#### Your task
Across the entries below, tally every line that holds the string "PlayerId" and reply with the number only.

#### Available data
..........
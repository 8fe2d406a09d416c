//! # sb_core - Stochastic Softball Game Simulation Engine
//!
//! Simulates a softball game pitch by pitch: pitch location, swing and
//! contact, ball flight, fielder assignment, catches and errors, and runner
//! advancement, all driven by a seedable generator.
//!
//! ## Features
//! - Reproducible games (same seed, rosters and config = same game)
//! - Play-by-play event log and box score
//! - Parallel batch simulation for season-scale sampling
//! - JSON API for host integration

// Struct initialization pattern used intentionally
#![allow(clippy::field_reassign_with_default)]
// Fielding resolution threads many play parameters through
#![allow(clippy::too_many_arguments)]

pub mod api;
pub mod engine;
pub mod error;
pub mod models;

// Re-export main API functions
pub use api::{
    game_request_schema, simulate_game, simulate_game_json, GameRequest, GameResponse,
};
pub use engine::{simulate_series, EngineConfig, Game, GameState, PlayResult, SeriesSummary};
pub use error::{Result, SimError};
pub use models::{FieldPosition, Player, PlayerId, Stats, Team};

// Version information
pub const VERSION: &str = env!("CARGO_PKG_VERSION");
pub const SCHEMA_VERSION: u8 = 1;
..........
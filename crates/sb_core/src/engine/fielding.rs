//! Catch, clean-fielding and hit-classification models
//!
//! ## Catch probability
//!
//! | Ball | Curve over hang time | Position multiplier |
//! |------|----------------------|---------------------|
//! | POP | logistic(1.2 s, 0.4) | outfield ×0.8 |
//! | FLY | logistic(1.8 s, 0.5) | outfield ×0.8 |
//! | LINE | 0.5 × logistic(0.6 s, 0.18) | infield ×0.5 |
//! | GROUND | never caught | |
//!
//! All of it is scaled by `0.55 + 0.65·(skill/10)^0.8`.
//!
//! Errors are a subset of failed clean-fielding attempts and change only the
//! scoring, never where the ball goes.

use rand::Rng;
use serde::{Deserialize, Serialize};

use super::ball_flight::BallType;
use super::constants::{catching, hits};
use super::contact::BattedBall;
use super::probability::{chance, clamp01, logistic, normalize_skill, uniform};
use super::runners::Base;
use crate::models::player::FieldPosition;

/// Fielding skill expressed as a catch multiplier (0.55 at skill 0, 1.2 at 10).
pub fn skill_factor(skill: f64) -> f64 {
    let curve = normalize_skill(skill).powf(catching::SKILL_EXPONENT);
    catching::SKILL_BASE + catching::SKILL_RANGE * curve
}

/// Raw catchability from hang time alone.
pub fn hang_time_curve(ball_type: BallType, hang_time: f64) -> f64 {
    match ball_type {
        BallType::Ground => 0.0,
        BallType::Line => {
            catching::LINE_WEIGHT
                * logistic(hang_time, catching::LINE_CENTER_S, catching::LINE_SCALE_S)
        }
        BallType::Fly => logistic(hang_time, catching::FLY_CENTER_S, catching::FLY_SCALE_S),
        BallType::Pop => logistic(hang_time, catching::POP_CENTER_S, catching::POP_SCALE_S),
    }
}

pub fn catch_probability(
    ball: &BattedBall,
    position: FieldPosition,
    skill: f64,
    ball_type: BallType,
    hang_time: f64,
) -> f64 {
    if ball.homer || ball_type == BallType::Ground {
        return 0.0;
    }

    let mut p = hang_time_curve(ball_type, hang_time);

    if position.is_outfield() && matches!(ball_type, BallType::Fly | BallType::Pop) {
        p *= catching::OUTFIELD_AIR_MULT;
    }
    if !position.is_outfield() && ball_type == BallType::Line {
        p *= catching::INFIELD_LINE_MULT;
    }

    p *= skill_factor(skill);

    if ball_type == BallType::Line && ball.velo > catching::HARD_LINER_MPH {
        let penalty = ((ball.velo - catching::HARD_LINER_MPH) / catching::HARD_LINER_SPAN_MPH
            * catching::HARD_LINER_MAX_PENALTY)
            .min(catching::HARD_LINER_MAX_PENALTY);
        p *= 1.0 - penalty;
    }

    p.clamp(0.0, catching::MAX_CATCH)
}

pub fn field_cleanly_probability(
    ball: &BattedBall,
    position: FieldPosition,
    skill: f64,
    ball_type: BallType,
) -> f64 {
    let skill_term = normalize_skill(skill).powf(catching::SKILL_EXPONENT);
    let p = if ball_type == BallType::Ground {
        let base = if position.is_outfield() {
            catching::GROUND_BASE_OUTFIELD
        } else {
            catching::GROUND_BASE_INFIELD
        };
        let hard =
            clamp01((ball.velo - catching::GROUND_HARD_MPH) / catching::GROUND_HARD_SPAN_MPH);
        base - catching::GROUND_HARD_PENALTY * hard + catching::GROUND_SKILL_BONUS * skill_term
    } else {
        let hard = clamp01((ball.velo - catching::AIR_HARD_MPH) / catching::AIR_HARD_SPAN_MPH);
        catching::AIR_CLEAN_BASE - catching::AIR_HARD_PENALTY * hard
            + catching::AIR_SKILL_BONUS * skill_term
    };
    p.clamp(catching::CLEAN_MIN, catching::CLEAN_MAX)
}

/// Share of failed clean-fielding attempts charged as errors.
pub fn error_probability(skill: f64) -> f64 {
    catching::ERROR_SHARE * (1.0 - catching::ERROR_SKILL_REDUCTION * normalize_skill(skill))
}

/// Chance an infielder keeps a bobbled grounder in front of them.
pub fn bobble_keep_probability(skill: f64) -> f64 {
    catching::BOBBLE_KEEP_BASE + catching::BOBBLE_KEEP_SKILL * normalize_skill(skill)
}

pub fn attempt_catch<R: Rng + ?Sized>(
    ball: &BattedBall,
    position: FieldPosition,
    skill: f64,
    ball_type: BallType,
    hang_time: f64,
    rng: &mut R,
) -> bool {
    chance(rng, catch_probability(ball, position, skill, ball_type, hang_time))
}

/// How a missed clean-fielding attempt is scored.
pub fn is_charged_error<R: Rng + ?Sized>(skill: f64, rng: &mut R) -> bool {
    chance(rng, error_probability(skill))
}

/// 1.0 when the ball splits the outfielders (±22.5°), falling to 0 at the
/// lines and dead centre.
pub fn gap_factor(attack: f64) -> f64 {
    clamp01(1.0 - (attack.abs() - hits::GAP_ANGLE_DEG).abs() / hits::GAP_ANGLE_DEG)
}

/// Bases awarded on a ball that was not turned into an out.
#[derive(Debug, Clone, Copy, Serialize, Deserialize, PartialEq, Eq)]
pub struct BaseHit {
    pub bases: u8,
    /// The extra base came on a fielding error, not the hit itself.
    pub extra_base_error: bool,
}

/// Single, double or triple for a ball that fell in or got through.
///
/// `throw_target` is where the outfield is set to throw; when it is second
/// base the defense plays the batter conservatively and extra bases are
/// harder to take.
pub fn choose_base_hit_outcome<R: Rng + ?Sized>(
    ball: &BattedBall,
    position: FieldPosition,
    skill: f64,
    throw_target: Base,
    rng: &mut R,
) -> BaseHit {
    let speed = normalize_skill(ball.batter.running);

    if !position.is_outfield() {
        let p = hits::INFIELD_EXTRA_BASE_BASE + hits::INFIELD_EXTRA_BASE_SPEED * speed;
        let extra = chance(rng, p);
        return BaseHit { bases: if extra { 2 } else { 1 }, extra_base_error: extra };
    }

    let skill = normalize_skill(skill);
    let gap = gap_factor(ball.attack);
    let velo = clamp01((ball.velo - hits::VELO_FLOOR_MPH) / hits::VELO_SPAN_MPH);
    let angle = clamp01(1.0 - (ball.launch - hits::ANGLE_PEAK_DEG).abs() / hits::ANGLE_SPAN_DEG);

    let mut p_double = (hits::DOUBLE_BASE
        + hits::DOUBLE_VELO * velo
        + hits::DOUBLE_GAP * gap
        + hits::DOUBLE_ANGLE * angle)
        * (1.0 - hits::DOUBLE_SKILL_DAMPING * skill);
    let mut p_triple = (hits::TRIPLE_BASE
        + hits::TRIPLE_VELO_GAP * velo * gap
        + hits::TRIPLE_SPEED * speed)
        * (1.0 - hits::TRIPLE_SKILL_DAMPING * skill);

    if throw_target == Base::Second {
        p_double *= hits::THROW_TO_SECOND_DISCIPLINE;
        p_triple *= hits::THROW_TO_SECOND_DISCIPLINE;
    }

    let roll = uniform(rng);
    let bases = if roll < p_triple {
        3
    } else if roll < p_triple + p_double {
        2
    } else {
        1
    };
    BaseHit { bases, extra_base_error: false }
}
..........
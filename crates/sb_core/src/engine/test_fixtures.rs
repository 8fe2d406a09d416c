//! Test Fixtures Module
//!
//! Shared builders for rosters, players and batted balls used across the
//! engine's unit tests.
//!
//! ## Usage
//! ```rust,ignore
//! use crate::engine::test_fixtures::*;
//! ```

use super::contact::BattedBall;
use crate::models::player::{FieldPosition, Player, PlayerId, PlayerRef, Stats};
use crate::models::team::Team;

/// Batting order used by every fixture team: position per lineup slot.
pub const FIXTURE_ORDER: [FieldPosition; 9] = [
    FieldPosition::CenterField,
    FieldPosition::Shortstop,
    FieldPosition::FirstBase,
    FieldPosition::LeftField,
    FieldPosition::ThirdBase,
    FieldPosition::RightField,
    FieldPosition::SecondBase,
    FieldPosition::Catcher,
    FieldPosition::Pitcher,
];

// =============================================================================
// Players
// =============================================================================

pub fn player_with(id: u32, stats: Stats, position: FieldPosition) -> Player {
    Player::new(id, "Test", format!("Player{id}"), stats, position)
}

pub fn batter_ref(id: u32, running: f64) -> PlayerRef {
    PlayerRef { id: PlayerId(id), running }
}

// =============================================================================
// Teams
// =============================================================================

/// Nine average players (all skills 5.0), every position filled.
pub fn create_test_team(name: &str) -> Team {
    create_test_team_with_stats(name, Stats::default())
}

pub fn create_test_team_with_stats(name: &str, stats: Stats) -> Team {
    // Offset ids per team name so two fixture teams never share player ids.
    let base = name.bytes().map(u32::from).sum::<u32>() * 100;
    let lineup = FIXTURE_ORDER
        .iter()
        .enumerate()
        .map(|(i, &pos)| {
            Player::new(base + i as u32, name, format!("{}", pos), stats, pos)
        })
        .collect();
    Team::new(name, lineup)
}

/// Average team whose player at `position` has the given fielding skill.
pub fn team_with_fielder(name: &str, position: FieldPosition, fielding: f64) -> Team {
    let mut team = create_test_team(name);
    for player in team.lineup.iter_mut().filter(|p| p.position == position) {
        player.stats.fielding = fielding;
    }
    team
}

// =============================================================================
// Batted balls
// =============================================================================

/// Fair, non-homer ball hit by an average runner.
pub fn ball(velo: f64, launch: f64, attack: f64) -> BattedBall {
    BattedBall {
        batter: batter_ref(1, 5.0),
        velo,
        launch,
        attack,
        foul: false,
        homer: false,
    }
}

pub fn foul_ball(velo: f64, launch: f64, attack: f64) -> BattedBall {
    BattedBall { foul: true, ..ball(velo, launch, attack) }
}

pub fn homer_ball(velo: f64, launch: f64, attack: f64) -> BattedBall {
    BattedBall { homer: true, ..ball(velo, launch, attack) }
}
..........
#### Finished task
3